AFM: Arcee Foundation Model
The latest FM is an SLM! The newest foundation model from Arcee AI is a Small Language Model, or SLM.
In fact, it appears to be the beginning of a new chapter with the Arcee Foundation Model family. The first member - AFM-4.5B—a 4.5-billion-parameter model engineered for “real-world enterprise demands and able to run anywhere, from smartphones to GPU clusters.”
We’re fans of Arcee, as they’ve been onto new trends ahead of the curve for years now, as we’ve covered on this channel before including:
Distributed Fine-Tuning and Training using Spectrum
We’re pumped to talk to Arcee’s CTO Lucas Atkins about the training pipeline for this model, as well as what they have in store for the AFM family of models.

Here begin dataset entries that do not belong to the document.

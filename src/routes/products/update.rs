use std::{error::Error, fmt::Debug};

use actix_web::{http::StatusCode, web, HttpResponse, ResponseError};
use anyhow::Context;
use serde::Deserialize;
use thiserror::Error;
use uuid::Uuid;

use crate::{auth::extractors::IsAdmin, db_interaction::update_product_price_and_stock, envelope::Envelope, utils::{error_fmt_chain, get_pooled_connection, DbPool}};

#[derive(Deserialize, Debug)]
pub struct UpdateProductForm{
    pub id: Uuid,
    pub price: f64,
    pub stock_quantity: i32
}

#[derive(Error)]
pub enum UpdateProductError{
    #[error("{0}")]
    ValidationError(String),
    #[error("product not found")]
    NotFound,
    #[error("unexpected error occured")]
    UnexpectedError(#[from] anyhow::Error)
}

impl Debug for UpdateProductError {
    fn fmt(&self, f: &mut std::fmt::Formatter<'_>) -> std::fmt::Result {
        write!(f, "{}", self)?;
        error_fmt_chain(f, &self.source())
    }
}

impl ResponseError for UpdateProductError {
    fn status_code(&self) -> StatusCode {
        match self {
            UpdateProductError::ValidationError(_) => StatusCode::BAD_REQUEST,
            UpdateProductError::NotFound => StatusCode::NOT_FOUND,
            UpdateProductError::UnexpectedError(_) => StatusCode::INTERNAL_SERVER_ERROR
        }
    }

    fn error_response(&self) -> HttpResponse<actix_web::body::BoxBody> {
        HttpResponse::build(self.status_code()).json(Envelope::error(format!("{}", self)))
    }
}

// Narrow contract on purpose: the admin form only edits price and stock.
#[tracing::instrument(
    "Updating product price and stock",
    skip(pool)
)]
pub async fn update_product(
    pool: web::Data<DbPool>,
    form: web::Json<UpdateProductForm>,
    _: IsAdmin
) -> Result<HttpResponse, UpdateProductError> {
    let form = form.into_inner();

    if !form.price.is_finite() || form.price < 0.0 {
        return Err(UpdateProductError::ValidationError("price must be a non-negative number".to_string()))
    }
    if form.stock_quantity < 0 {
        return Err(UpdateProductError::ValidationError("stock_quantity must be a non-negative number".to_string()))
    }

    let conn = get_pooled_connection(&pool)
        .await
        .context("Failed to get connection from pool")?;

    let affected = update_product_price_and_stock(conn, form.id, form.price, form.stock_quantity)
        .await
        .context("Failed to update product")?;

    if affected == 0 {
        return Err(UpdateProductError::NotFound)
    }

    Ok(HttpResponse::Ok().json(Envelope::empty()))
}
use cloudtrack::schema::users;
use diesel::{ExpressionMethods, QueryDsl, RunQueryDsl};
use uuid::Uuid;

use crate::helpers::TestApp;

async fn registered_user_id(app: &TestApp, email: &str, role: Option<&str>) -> Uuid{
    let response = app.register_user("Target User", email, "testpassword", role).await;
    assert_eq!(response.status().as_u16(), 201);

    let body: serde_json::Value = response.json().await.unwrap();
    serde_json::from_value(body["data"]["id"].clone()).unwrap()
}

#[actix_web::test]
async fn get_users_lists_accounts_without_passwords(){
    let app = TestApp::spawn_app().await;
    let token = app.register_and_login("admin").await;

    registered_user_id(&app, "jane@cloudtrack.test", None).await;

    let response = app.api_client
        .get(format!("{}/users", app.get_app_url()))
        .header("Authorization", format!("Bearer {}", token))
        .send()
        .await
        .expect("Failed to send request");
    assert_eq!(response.status().as_u16(), 200);

    let body: serde_json::Value = response.json().await.unwrap();
    assert_eq!(body["success"], true);

    let listed = body["data"].as_array().unwrap();
    // The admin created by register_and_login plus the explicit registration
    assert_eq!(listed.len(), 2);
    for user in listed {
        assert!(user.get("password").is_none());
        assert!(user["email"].as_str().is_some());
    }
}

#[actix_web::test]
async fn get_users_is_admin_only(){
    let app = TestApp::spawn_app().await;

    let response = app.api_client
        .get(format!("{}/users", app.get_app_url()))
        .send()
        .await
        .expect("Failed to send request");
    assert_eq!(response.status().as_u16(), 401);

    let staff_token = app.register_and_login("staff").await;
    let response = app.api_client
        .get(format!("{}/users", app.get_app_url()))
        .header("Authorization", format!("Bearer {}", staff_token))
        .send()
        .await
        .expect("Failed to send request");
    assert_eq!(response.status().as_u16(), 401);
}

#[actix_web::test]
async fn admin_can_delete_a_customer(){
    let app = TestApp::spawn_app().await;
    let token = app.register_and_login("admin").await;

    let target = registered_user_id(&app, "jane@cloudtrack.test", None).await;

    let body = serde_json::json!({ "id": target });
    let response = app.post_json("/users/delete", &body, Some(&token)).await;
    assert_eq!(response.status().as_u16(), 200);

    let mut conn = app.pool.get().unwrap();
    let remaining: i64 = users::table
        .filter(users::id.eq(target))
        .count()
        .get_result(&mut conn)
        .unwrap();
    assert_eq!(remaining, 0);
}

#[actix_web::test]
async fn deleting_an_admin_account_is_refused(){
    let app = TestApp::spawn_app().await;
    let token = app.register_and_login("admin").await;

    let target = registered_user_id(&app, "other-admin@cloudtrack.test", Some("admin")).await;

    let body = serde_json::json!({ "id": target });
    let response = app.post_json("/users/delete", &body, Some(&token)).await;
    assert_eq!(response.status().as_u16(), 403);

    let response_body: serde_json::Value = response.json().await.unwrap();
    assert_eq!(response_body["success"], false);
    assert_eq!(response_body["error"], "admin users cannot be deleted");

    let mut conn = app.pool.get().unwrap();
    let remaining: i64 = users::table
        .filter(users::id.eq(target))
        .count()
        .get_result(&mut conn)
        .unwrap();
    assert_eq!(remaining, 1);
}

#[actix_web::test]
async fn deleting_a_missing_user_is_not_found(){
    let app = TestApp::spawn_app().await;
    let token = app.register_and_login("admin").await;

    let body = serde_json::json!({ "id": Uuid::new_v4() });
    let response = app.post_json("/users/delete", &body, Some(&token)).await;
    assert_eq!(response.status().as_u16(), 404);

    let response_body: serde_json::Value = response.json().await.unwrap();
    assert_eq!(response_body["error"], "user not found");
}
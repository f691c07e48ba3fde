use std::net::TcpListener;

use actix_cors::Cors;
use actix_web::{dev::Server, http::header, web, App, HttpServer};
use anyhow::Context;
use diesel::{r2d2::ConnectionManager, PgConnection};
use r2d2::Pool;
use tracing_actix_web::TracingLogger;

use crate::{
    auth::jwt::Tokenizer,
    configuration::Settings,
    routes::{
        authentication::{login, register},
        health_check,
        products::{delete_product, get_products, post_product, update_product},
        restocks::{get_restocks, post_restock},
        suppliers::{get_suppliers, post_supplier},
        users::{delete_user, get_users}
    },
    utils::DbPool
};

pub struct Application{
    pub host: String,
    pub port: u16,
    pub server: Server
}

impl Application {
    pub async fn new(settings: Settings) -> Result<Self, anyhow::Error>{
        let pool = get_connection_pool(&settings);

        let listener = TcpListener::bind((settings.application.host.as_str(), settings.application.port))
            .context("Failed to bind application address")?;
        let port = listener.local_addr()
            .context("Failed to read bound address")?
            .port();

        let pool = web::Data::new(pool);
        let tokenizer = web::Data::new(Tokenizer::new(&settings.jwt));
        let allowed_origins = settings.cors.allowed_origins;

        let server = HttpServer::new(move || {
            let mut cors = Cors::default()
                .allowed_methods(vec!["GET", "POST", "OPTIONS"])
                .allowed_headers(vec![header::CONTENT_TYPE, header::AUTHORIZATION])
                .max_age(3600);
            for origin in &allowed_origins {
                cors = cors.allowed_origin(origin);
            }

            App::new()
                .wrap(TracingLogger::default())
                .wrap(cors)
                .route("/health", web::get().to(health_check))
                .route("/register", web::post().to(register))
                .route("/login", web::post().to(login))
                .service(
                    web::scope("/products")
                        .route("", web::get().to(get_products))
                        .route("", web::post().to(post_product))
                        .route("/update", web::post().to(update_product))
                        .route("/delete", web::post().to(delete_product))
                )
                .service(
                    web::scope("/users")
                        .route("", web::get().to(get_users))
                        .route("/delete", web::post().to(delete_user))
                )
                .service(
                    web::scope("/suppliers")
                        .route("", web::get().to(get_suppliers))
                        .route("", web::post().to(post_supplier))
                )
                .service(
                    web::scope("/restocks")
                        .route("", web::get().to(get_restocks))
                        .route("", web::post().to(post_restock))
                )
                .app_data(pool.clone())
                .app_data(tokenizer.clone())
        })
        .listen(listener)
        .context("Failed to start http server")?
        .run();

        Ok(Application{
            host: settings.application.host,
            port,
            server
        })
    }
}

pub fn get_connection_pool(settings: &Settings) -> DbPool{
    let manager = ConnectionManager::<PgConnection>::new(settings.database.get_database_table_url());

    // max_size stays at the r2d2 default; connections are established lazily
    Pool::builder()
        .build_unchecked(manager)
}
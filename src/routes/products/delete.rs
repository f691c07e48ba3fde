use std::{error::Error, fmt::Debug};

use actix_web::{http::StatusCode, web, HttpResponse, ResponseError};
use anyhow::Context;
use serde::Deserialize;
use thiserror::Error;
use uuid::Uuid;

use crate::{auth::extractors::IsAdmin, db_interaction::delete_product as delete_product_row, envelope::Envelope, utils::{error_fmt_chain, get_pooled_connection, DbPool}};

#[derive(Deserialize, Debug)]
pub struct DeleteProductForm{
    pub id: Uuid
}

#[derive(Error)]
pub enum DeleteProductError{
    #[error("product not found")]
    NotFound,
    #[error("unexpected error occured")]
    UnexpectedError(#[from] anyhow::Error)
}

impl Debug for DeleteProductError {
    fn fmt(&self, f: &mut std::fmt::Formatter<'_>) -> std::fmt::Result {
        write!(f, "{}", self)?;
        error_fmt_chain(f, &self.source())
    }
}

impl ResponseError for DeleteProductError {
    fn status_code(&self) -> StatusCode {
        match self {
            DeleteProductError::NotFound => StatusCode::NOT_FOUND,
            DeleteProductError::UnexpectedError(_) => StatusCode::INTERNAL_SERVER_ERROR
        }
    }

    fn error_response(&self) -> HttpResponse<actix_web::body::BoxBody> {
        HttpResponse::build(self.status_code()).json(Envelope::error(format!("{}", self)))
    }
}

#[tracing::instrument(
    "Deleting product from catalog",
    skip(pool)
)]
pub async fn delete_product(
    pool: web::Data<DbPool>,
    form: web::Json<DeleteProductForm>,
    _: IsAdmin
) -> Result<HttpResponse, DeleteProductError> {
    let conn = get_pooled_connection(&pool)
        .await
        .context("Failed to get connection from pool")?;

    let affected = delete_product_row(conn, form.id)
        .await
        .context("Failed to delete product")?;

    if affected == 0 {
        return Err(DeleteProductError::NotFound)
    }

    Ok(HttpResponse::Ok().json(Envelope::empty()))
}
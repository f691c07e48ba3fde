use std::{error::Error, fmt::Debug};

use actix_web::{http::StatusCode, web, HttpResponse, ResponseError};
use anyhow::Context;
use chrono::{NaiveDate, Utc};
use serde::Deserialize;
use thiserror::Error;
use uuid::Uuid;

use crate::{auth::extractors::IsStaff, db_interaction::{insert_restock_with_link, RestockInsertError}, envelope::Envelope, models::Restock, utils::{error_fmt_chain, get_pooled_connection, DbPool}};

pub const DEFAULT_RESTOCK_STATUS: &str = "Processing";

#[derive(Deserialize, Debug)]
pub struct RestockForm{
    pub product_id: Uuid,
    pub supplier_id: Uuid,
    pub quantity: i32,
    pub delivery_date: NaiveDate,
    pub status: Option<String>
}

#[derive(Error)]
pub enum PostRestockError{
    #[error("{0}")]
    ValidationError(String),
    #[error("product or supplier not found")]
    MissingReference(#[source] RestockInsertError),
    #[error("unexpected error occured")]
    UnexpectedError(#[from] anyhow::Error)
}

impl Debug for PostRestockError {
    fn fmt(&self, f: &mut std::fmt::Formatter<'_>) -> std::fmt::Result {
        write!(f, "{}", self)?;
        error_fmt_chain(f, &self.source())
    }
}

impl ResponseError for PostRestockError {
    fn status_code(&self) -> StatusCode {
        match self {
            PostRestockError::ValidationError(_) => StatusCode::BAD_REQUEST,
            PostRestockError::MissingReference(_) => StatusCode::NOT_FOUND,
            PostRestockError::UnexpectedError(_) => StatusCode::INTERNAL_SERVER_ERROR
        }
    }

    fn error_response(&self) -> HttpResponse<actix_web::body::BoxBody> {
        HttpResponse::build(self.status_code()).json(Envelope::error(format!("{}", self)))
    }
}

#[tracing::instrument(
    "Placing restock order",
    skip(pool)
)]
pub async fn post_restock(
    pool: web::Data<DbPool>,
    form: web::Json<RestockForm>,
    _: IsStaff
) -> Result<HttpResponse, PostRestockError> {
    let form = form.into_inner();

    if form.quantity <= 0 {
        return Err(PostRestockError::ValidationError(
            "quantity must be greater than zero".to_string()
        ))
    }

    let status = form.status
        .map(|s| s.trim().to_string())
        .filter(|s| !s.is_empty())
        .unwrap_or_else(|| DEFAULT_RESTOCK_STATUS.to_string());

    let restock = Restock{
        id: Uuid::new_v4(),
        product_id: form.product_id,
        supplier_id: form.supplier_id,
        quantity: form.quantity,
        delivery_date: form.delivery_date,
        status,
        created_at: Utc::now()
    };
    let restock_id = restock.id;

    let conn = get_pooled_connection(&pool)
        .await
        .context("Failed to get connection from pool")?;

    insert_restock_with_link(conn, restock)
        .await
        .map_err(|e| {
            match e {
                RestockInsertError::MissingProduct | RestockInsertError::MissingSupplier =>
                    PostRestockError::MissingReference(e),
                RestockInsertError::UnexpectedError(_) => PostRestockError::UnexpectedError(e.into())
            }
        })?;

    Ok(HttpResponse::Created().json(Envelope::ok(serde_json::json!({ "id": restock_id }))))
}
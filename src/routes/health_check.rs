use actix_web::HttpResponse;

use crate::envelope::Envelope;

#[tracing::instrument(
    "Checking if api is online"
)]
pub async fn health_check() -> HttpResponse{
    HttpResponse::Ok().json(Envelope::empty())
}
use cloudtrack::{configuration::Settings, startup::Application, telemetry::{get_subscriber, init_subscriber}};

#[actix_web::main]
async fn main() -> anyhow::Result<()>{
    let subscriber = get_subscriber("Cloudtrack".into(), "info".into(), std::io::stdout);
    init_subscriber(subscriber);

    let config = Settings::get();

    let application = Application::new(config).await?;
    application.server.await?;
    Ok(())
}
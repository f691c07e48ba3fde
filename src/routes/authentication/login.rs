use std::{error::Error, fmt::Debug};

use actix_web::{http::StatusCode, web, HttpResponse, ResponseError};
use anyhow::Context;
use secrecy::SecretString;
use serde::{Deserialize, Serialize};
use thiserror::Error;

use crate::{auth::jwt::Tokenizer, db_interaction::get_user_by_email, domain::user_role::UserRole, envelope::Envelope, models::UserRecord, password::verify_password, utils::{error_fmt_chain, get_pooled_connection, DbPool}};

// Argon2 hash of a throwaway password. Unknown emails verify against it so
// that path costs the same as a real credential check.
const FALLBACK_PASSWORD_HASH: &str =
    "$argon2id$v=19$m=15000,t=2,p=1$gZiV/M1gPc22ElAH/Jh1Hw$CWOrkoo7oJBQ/iyh7uJ0LO2aLEfrHwTWllSAxT0zRno";

#[derive(Deserialize, Debug)]
pub struct LoginForm{
    pub email: String,
    pub password: SecretString
}

#[derive(Serialize, Debug)]
pub struct LoginResponse{
    pub user: UserRecord,
    pub token: String
}

#[derive(Error)]
pub enum LoginError{
    // Wrong email and wrong password answer identically
    #[error("invalid email or password")]
    InvalidCredentials,
    #[error("unexpected error occured")]
    UnexpectedError(#[from] anyhow::Error)
}

impl Debug for LoginError {
    fn fmt(&self, f: &mut std::fmt::Formatter<'_>) -> std::fmt::Result {
        write!(f, "{}", self)?;
        error_fmt_chain(f, &self.source())
    }
}

impl ResponseError for LoginError {
    fn status_code(&self) -> StatusCode {
        match self {
            LoginError::InvalidCredentials => StatusCode::UNAUTHORIZED,
            LoginError::UnexpectedError(_) => StatusCode::INTERNAL_SERVER_ERROR
        }
    }

    fn error_response(&self) -> HttpResponse<actix_web::body::BoxBody> {
        HttpResponse::build(self.status_code()).json(Envelope::error(format!("{}", self)))
    }
}

#[tracing::instrument(
    "Logging in user",
    skip(pool, tokenizer, form)
)]
pub async fn login(
    pool: web::Data<DbPool>,
    tokenizer: web::Data<Tokenizer>,
    form: web::Json<LoginForm>
) -> Result<HttpResponse, LoginError> {
    let form = form.into_inner();

    let conn = get_pooled_connection(&pool)
        .await
        .context("Failed to get connection from pool")?;

    let user = get_user_by_email(conn, form.email)
        .await
        .context("Failed to query user")?;

    let stored_hash = user
        .as_ref()
        .map(|user| user.password.clone())
        .unwrap_or_else(|| FALLBACK_PASSWORD_HASH.to_string());

    let password_matched = verify_password(form.password, stored_hash)
        .await
        .context("Failed to verify password")?;

    let user = user.ok_or(LoginError::InvalidCredentials)?;

    if !password_matched {
        tracing::info!("Passwords did not match");
        return Err(LoginError::InvalidCredentials)
    }

    let role = UserRole::parse(&user.role)
        .map_err(|e| anyhow::anyhow!(e))
        .context("Stored role is not a known role")?;

    let record = UserRecord::from(user);
    let token = tokenizer.generate_key(&record, role)
        .context("Failed to sign token")?;

    Ok(HttpResponse::Ok().json(Envelope::ok(LoginResponse{
        user: record,
        token
    })))
}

What we know so from their technical blog post is that the AFM family was born out of working with enterprises and noticing three distinct pain points, including
Performance and Size Gaps: Edge-optimized models weren’t simply reliable enough for demanding tasks. Customers needed a model that could run on modest hardware, yet still deliver top-tier accuracy and robustness.
Regulatory and Licensing Friction:T TThe most advanced models from major Chinese AI labs (Deepseek, Qwen, GLM, MiniCPM) offered impressive results, but rarely satisfied Western compliance standards, disqualifying them for regulated industr
Stagnant Western Alternatives: Models from Meta (Llama) and Mistral, while solid, were quickly becoming outdated in relevance. The 3–10B parameter space was primarily served by models a year old or older, outpaced by newer research, data pipelines, and post-training strategies.ie
Shots fired! First and foremost, we’ll set the context of AFM by recapping and digging into some of these opinionated details.
But more interestingly, how is their technology different? Here are some highlights that we’ll cover related to their data curation and training procedures.
Data: 6.58 trillion tokens of the most relevant, highest-quality data possible.
Compute: Amazon SageMaker Hyperpod and orchestrated training across 512 Nvidia H200 GPUs
Post-Training: Fine-tuning, distillation, merging, and alignment techniques were all used. It started with midtraining to give the model “strong early instincts for precision and clarity,” followed by “checkpoint merging, consolidating, and enhancing intermediate models into a cohesive base.” Context window extension was completed using YaRN, a rotary scaling method that retains performance at scale, before MergeKit was used to “refine the long-context foundation.” Mergekit was then used for “layer-wise weighting, residual scaling, and targeted integrations.” Next, supervised fine-tuning was used “focusing on instruction clarity, diversity, and alignment,” before reinforcement learning using verifiable reward signals helped the model “prefer factual, high-utility responses.” Finally, “Post-RL merges smoothed out inconsistencies, and we followed with KTO, an alignment method where the model learns directly from trusted reference behavior.”
What a post-training stack! We have lots of questions 🤓
Moreover, beyond training, the AFM family is ready for Context Engineering using RAG and Agents, and true to the Small Language Model form to what we’ve come to expect from Arcee AI, domain adaptation and customization.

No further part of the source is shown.